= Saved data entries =
==========
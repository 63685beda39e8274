//! Append research output to a text file.

use std::path::PathBuf;

use async_trait::async_trait;
use chrono::Local;
use serde::{Deserialize, Serialize};
use tokio::io::AsyncWriteExt;
use tracing::info;

use ra_core::{Error, PropertySchema, Tool, ToolDefinition, ToolOutput, ToolParameters};

pub const DEFAULT_OUTPUT_FILE: &str = "research_output.txt";

#[derive(Debug, Clone, Serialize, Deserialize)]
#[serde(default)]
pub struct SaveConfig {
    pub enabled: bool,
    pub output_file: PathBuf,
}

impl Default for SaveConfig {
    fn default() -> Self {
        Self {
            enabled: true,
            output_file: PathBuf::from(DEFAULT_OUTPUT_FILE),
        }
    }
}

pub struct SaveTextTool {
    path: PathBuf,
}

impl SaveTextTool {
    pub fn new(path: impl Into<PathBuf>) -> Self {
        Self { path: path.into() }
    }
}

#[derive(Deserialize)]
struct SaveArgs {
    data: String,
}

fn format_entry(data: &str, timestamp: &str) -> String {
    format!("--- Research Output ---\nTimestamp: {}\n\n{}\n\n", timestamp, data)
}

#[async_trait]
impl Tool for SaveTextTool {
    fn name(&self) -> &str {
        "save_text_to_file"
    }

    fn description(&self) -> &str {
        "Saves structured research data to a text file."
    }

    fn definition(&self) -> ToolDefinition {
        ToolDefinition::new(self.name(), self.description()).with_parameters(
            ToolParameters::new().add_property("data", PropertySchema::string("The research text to save"), true),
        )
    }

    async fn execute(&self, arguments: serde_json::Value) -> Result<ToolOutput, Error> {
        let args: SaveArgs = serde_json::from_value(arguments)
            .map_err(|e| Error::tool("save_text_to_file", format!("Invalid arguments: {}", e)))?;

        let timestamp = Local::now().format("%Y-%m-%d %H:%M:%S").to_string();
        let entry = format_entry(&args.data, &timestamp);

        let mut file = tokio::fs::OpenOptions::new()
            .create(true)
            .append(true)
            .open(&self.path)
            .await
            .map_err(|e| Error::tool("save_text_to_file", format!("Failed to open '{}': {}", self.path.display(), e)))?;

        file.write_all(entry.as_bytes())
            .await
            .map_err(|e| Error::tool("save_text_to_file", format!("Failed to write '{}': {}", self.path.display(), e)))?;
        file.flush()
            .await
            .map_err(|e| Error::tool("save_text_to_file", format!("Failed to write '{}': {}", self.path.display(), e)))?;

        info!(path = %self.path.display(), bytes = entry.len(), "Saved research output");
        Ok(ToolOutput::success(format!("Data successfully saved to {}", self.path.display())))
    }
}
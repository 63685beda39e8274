//! Test utilities shared across the workspace.
//! Only compiled when running tests or with the `testing` feature.

use std::sync::Mutex;

use async_trait::async_trait;
use serde_json::Value;

use crate::agent::AgentExecutor;
use crate::error::Error;
use crate::message::{Content, Message, Usage};
use crate::provider::{CompletionRequest, CompletionResponse, FinishReason, Provider};
use crate::tool::{PropertySchema, Tool, ToolDefinition, ToolOutput, ToolParameters};

/// A mock provider that returns pre-configured responses.
pub struct MockProvider {
    responses: Mutex<Vec<Result<CompletionResponse, Error>>>,
    /// Captured requests (for assertion).
    pub captured_requests: Mutex<Vec<CompletionRequest>>,
    pub default_model: Option<String>,
}

impl MockProvider {
    pub fn new() -> Self {
        Self {
            responses: Mutex::new(Vec::new()),
            captured_requests: Mutex::new(Vec::new()),
            default_model: None,
        }
    }

    /// Queue a plain-text response to be returned by the next complete() call.
    /// Responses are returned in FIFO order (first queued = first returned).
    pub fn queue_response(&self, content: &str) {
        self.queue_content(Content::text(content));
    }

    /// Queue a response with arbitrary content (e.g. chunked blocks).
    pub fn queue_content(&self, content: Content) {
        self.queue_raw_response(CompletionResponse {
            message: Message::assistant(content),
            usage: Usage::new(0, 0),
            model: "mock-model".to_string(),
            finish_reason: FinishReason::Stop,
        });
    }

    /// Queue a raw CompletionResponse.
    pub fn queue_raw_response(&self, response: CompletionResponse) {
        self.responses.lock().unwrap().insert(0, Ok(response));
    }

    /// Queue an error for the next complete() call.
    pub fn queue_error(&self, error: Error) {
        self.responses.lock().unwrap().insert(0, Err(error));
    }

    pub fn request_count(&self) -> usize {
        self.captured_requests.lock().unwrap().len()
    }

    pub fn last_request(&self) -> Option<CompletionRequest> {
        self.captured_requests.lock().unwrap().last().cloned()
    }
}

impl Default for MockProvider {
    fn default() -> Self {
        Self::new()
    }
}

#[async_trait]
impl Provider for MockProvider {
    fn name(&self) -> &str {
        "mock"
    }

    fn default_model(&self) -> Option<&str> {
        self.default_model.as_deref()
    }

    async fn complete(&self, request: CompletionRequest) -> Result<CompletionResponse, Error> {
        self.captured_requests.lock().unwrap().push(request);
        self.responses
            .lock()
            .unwrap()
            .pop()
            .unwrap_or_else(|| Err(Error::Unknown("No mock response queued".to_string())))
    }
}

/// A mock executor that returns queued raw outputs and counts invocations.
pub struct MockExecutor {
    outputs: Mutex<Vec<Result<Value, Error>>>,
    pub queries: Mutex<Vec<String>>,
}

impl MockExecutor {
    pub fn new() -> Self {
        Self {
            outputs: Mutex::new(Vec::new()),
            queries: Mutex::new(Vec::new()),
        }
    }

    /// Queue a raw output (FIFO).
    pub fn queue_output(&self, output: Value) {
        self.outputs.lock().unwrap().insert(0, Ok(output));
    }

    /// Queue an executor failure (FIFO).
    pub fn queue_error(&self, error: Error) {
        self.outputs.lock().unwrap().insert(0, Err(error));
    }

    pub fn invocation_count(&self) -> usize {
        self.queries.lock().unwrap().len()
    }
}

impl Default for MockExecutor {
    fn default() -> Self {
        Self::new()
    }
}

#[async_trait]
impl AgentExecutor for MockExecutor {
    async fn invoke(&self, query: &str) -> Result<Value, Error> {
        self.queries.lock().unwrap().push(query.to_string());
        self.outputs
            .lock()
            .unwrap()
            .pop()
            .unwrap_or_else(|| Err(Error::Unknown("No mock output queued".to_string())))
    }
}

/// A tool that returns a fixed reply and records its arguments.
pub struct MockTool {
    name: String,
    reply: String,
    pub calls: Mutex<Vec<Value>>,
}

impl MockTool {
    pub fn new(name: impl Into<String>, reply: impl Into<String>) -> Self {
        Self {
            name: name.into(),
            reply: reply.into(),
            calls: Mutex::new(Vec::new()),
        }
    }

    pub fn call_count(&self) -> usize {
        self.calls.lock().unwrap().len()
    }
}

#[async_trait]
impl Tool for MockTool {
    fn name(&self) -> &str {
        &self.name
    }

    fn description(&self) -> &str {
        "Mock tool"
    }

    fn definition(&self) -> ToolDefinition {
        ToolDefinition::new(self.name(), self.description()).with_parameters(
            ToolParameters::new().add_property("query", PropertySchema::string("Input text"), true),
        )
    }

    async fn execute(&self, arguments: Value) -> Result<ToolOutput, Error> {
        self.calls.lock().unwrap().push(arguments);
        Ok(ToolOutput::success(self.reply.as_str()))
    }
}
==========
= What to work on =
Word for word, copy out the records.

= Output for this exercise =
repository 63685beda39e8274
//! Append research output to a text file.

use std::path::PathBuf;

use async_trait::async_trait;
use chrono::Local;
use serde::{Deserialize, Serialize};
use tokio::io::AsyncWriteExt;
use tracing::info;

use ra_core::{Error, PropertySchema, Tool, ToolDefinition, ToolOutput, ToolParameters};

pub const DEFAULT_OUTPUT_FILE: &str = "research_output.txt";

#[derive(Debug, Clone, Serialize, Deserialize)]
#[serde(default)]
pub struct SaveConfig {
    pub enabled: bool,
    pub output_file: PathBuf,
}

impl Default for SaveConfig {
    fn default() -> Self {
        Self {
            enabled: true,
            output_file: PathBuf::from(DEFAULT_OUTPUT_FILE),
        }
    }
}

pub struct SaveTextTool {
    path: PathBuf,
}

impl SaveTextTool {
    pub fn new(path: impl Into<PathBuf>) -> Self {
        Self { path: path.into() }
    }
}

#[derive(Deserialize)]
struct SaveArgs {
    data: String,
}

fn format_entry(data: &str, timestamp: &str) -> String {
    format!("--- Research Output ---\nTimestamp: {}\n\n{}\n\n", timestamp, data)
}

#[async_trait]
impl Tool for SaveTextTool {
    fn name(&self) -> &str {
        "save_text_to_file"
    }

    fn description(&self) -> &str {
        "Saves structured research data to a text file."
    }

    fn definition(&self) -> ToolDefinition {
        ToolDefinition::new(self.name(), self.description()).with_parameters(
            ToolParameters::new().add_property("data", PropertySchema::string("The research text to save"), true),
        )
    }

    async fn execute(&self, arguments: serde_json::Value) -> Result<ToolOutput, Error> {
        let args: SaveArgs = serde_json::from_value(arguments)
            .map_err(|e| Error::tool("save_text_to_file", format!("Invalid arguments: {}", e)))?;

        let timestamp = Local::now().format("%Y-%m-%d %H:%M:%S").to_string();
        let entry = format_entry(&args.data, &timestamp);

        let mut file = tokio::fs::OpenOptions::new()
            .create(true)
            .append(true)
            .open(&self.path)
            .await
            .map_err(|e| Error::tool("save_text_to_file", format!("Failed to open '{}': {}", self.path.display(), e)))?;

        file.write_all(entry.as_bytes())
            .await
            .map_err(|e| Error::tool("save_text_to_file", format!("Failed to write '{}': {}", self.path.display(), e)))?;
        file.flush()
            .await
            .map_err(|e| Error::tool("save_text_to_file", format!("Failed to write '{}': {}", self.path.display(), e)))?;

        info!(path = %self.path.display(), bytes = entry.len(), "Saved research output");
        Ok(ToolOutput::success(format!("Data successfully saved to {}", self.path.display())))
    }
}
repository 63685beda39e8274
//! Test utilities shared across the workspace.
//! Only compiled when running tests or with the `testing` feature.

use std::sync::Mutex;

use async_trait::async_trait;
use serde_json::Value;

use crate::agent::AgentExecutor;
use crate::error::Error;
use crate::message::{Content, Message, Usage};
use crate::provider::{CompletionRequest, CompletionResponse, FinishReason, Provider};
use crate::tool::{PropertySchema, Tool, ToolDefinition, ToolOutput, ToolParameters};

/// A mock provider that returns pre-configured responses.
pub struct MockProvider {
    responses: Mutex<Vec<Result<CompletionResponse, Error>>>,
    /// Captured requests (for assertion).
    pub captured_requests: Mutex<Vec<CompletionRequest>>,
    pub default_model: Option<String>,
}

impl MockProvider {
    pub fn new() -> Self {
        Self {
            responses: Mutex::new(Vec::new()),
            captured_requests: Mutex::new(Vec::new()),
            default_model: None,
        }
    }

    /// Queue a plain-text response to be returned by the next complete() call.
    /// Responses are returned in FIFO order (first queued = first returned).
    pub fn queue_response(&self, content: &str) {
        self.queue_content(Content::text(content));
    }

    /// Queue a response with arbitrary content (e.g. chunked blocks).
    pub fn queue_content(&self, content: Content) {
        self.queue_raw_response(CompletionResponse {
            message: Message::assistant(content),
            usage: Usage::new(0, 0),
            model: "mock-model".to_string(),
            finish_reason: FinishReason::Stop,
        });
    }

    /// Queue a raw CompletionResponse.
    pub fn queue_raw_response(&self, response: CompletionResponse) {
        self.responses.lock().unwrap().insert(0, Ok(response));
    }

    /// Queue an error for the next complete() call.
    pub fn queue_error(&self, error: Error) {
        self.responses.lock().unwrap().insert(0, Err(error));
    }

    pub fn request_count(&self) -> usize {
        self.captured_requests.lock().unwrap().len()
    }

    pub fn last_request(&self) -> Option<CompletionRequest> {
        self.captured_requests.lock().unwrap().last().cloned()
    }
}

impl Default for MockProvider {
    fn default() -> Self {
        Self::new()
    }
}

#[async_trait]
impl Provider for MockProvider {
    fn name(&self) -> &str {
        "mock"
    }

    fn default_model(&self) -> Option<&str> {
        self.default_model.as_deref()
    }

    async fn complete(&self, request: CompletionRequest) -> Result<CompletionResponse, Error> {
        self.captured_requests.lock().unwrap().push(request);
        self.responses
            .lock()
            .unwrap()
            .pop()
            .unwrap_or_else(|| Err(Error::Unknown("No mock response queued".to_string())))
    }
}

/// A mock executor that returns queued raw outputs and counts invocations.
pub struct MockExecutor {
    outputs: Mutex<Vec<Result<Value, Error>>>,
    pub queries: Mutex<Vec<String>>,
}

impl MockExecutor {
    pub fn new() -> Self {
        Self {
            outputs: Mutex::new(Vec::new()),
            queries: Mutex::new(Vec::new()),
        }
    }

    /// Queue a raw output (FIFO).
    pub fn queue_output(&self, output: Value) {
        self.outputs.lock().unwrap().insert(0, Ok(output));
    }

    /// Queue an executor failure (FIFO).
    pub fn queue_error(&self, error: Error) {
        self.outputs.lock().unwrap().insert(0, Err(error));
    }

    pub fn invocation_count(&self) -> usize {
        self.queries.lock().unwrap().len()
    }
}

impl Default for MockExecutor {
    fn default() -> Self {
        Self::new()
    }
}

#[async_trait]
impl AgentExecutor for MockExecutor {
    async fn invoke(&self, query: &str) -> Result<Value, Error> {
        self.queries.lock().unwrap().push(query.to_string());
        self.outputs
            .lock()
            .unwrap()
            .pop()
            .unwrap_or_else(|| Err(Error::Unknown("No mock output queued".to_string())))
    }
}

/// A tool that returns a fixed reply and records its arguments.
pub struct MockTool {
    name: String,
    reply: String,
    pub calls: Mutex<Vec<Value>>,
}

impl MockTool {
    pub fn new(name: impl Into<String>, reply: impl Into<String>) -> Self {
        Self {
            name: name.into(),
            reply: reply.into(),
            calls: Mutex::new(Vec::new()),
        }
    }

    pub fn call_count(&self) -> usize {
        self.calls.lock().unwrap().len()
    }
}

#[async_trait]
impl Tool for MockTool {
    fn name(&self) -> &str {
        &self.name
    }

    fn description(&self) -> &str {
        "Mock tool"
    }

    fn definition(&self) -> ToolDefinition {
        ToolDefinition::new(self.name(), self.description()).with_parameters(
            ToolParameters::new().add_property("query", PropertySchema::string("Input text"), true),
        )
    }

    async fn execute(&self, arguments: Value) -> Result<ToolOutput, Error> {
        self.calls.lock().unwrap().push(arguments);
        Ok(ToolOutput::success(self.reply.as_str()))
    }
}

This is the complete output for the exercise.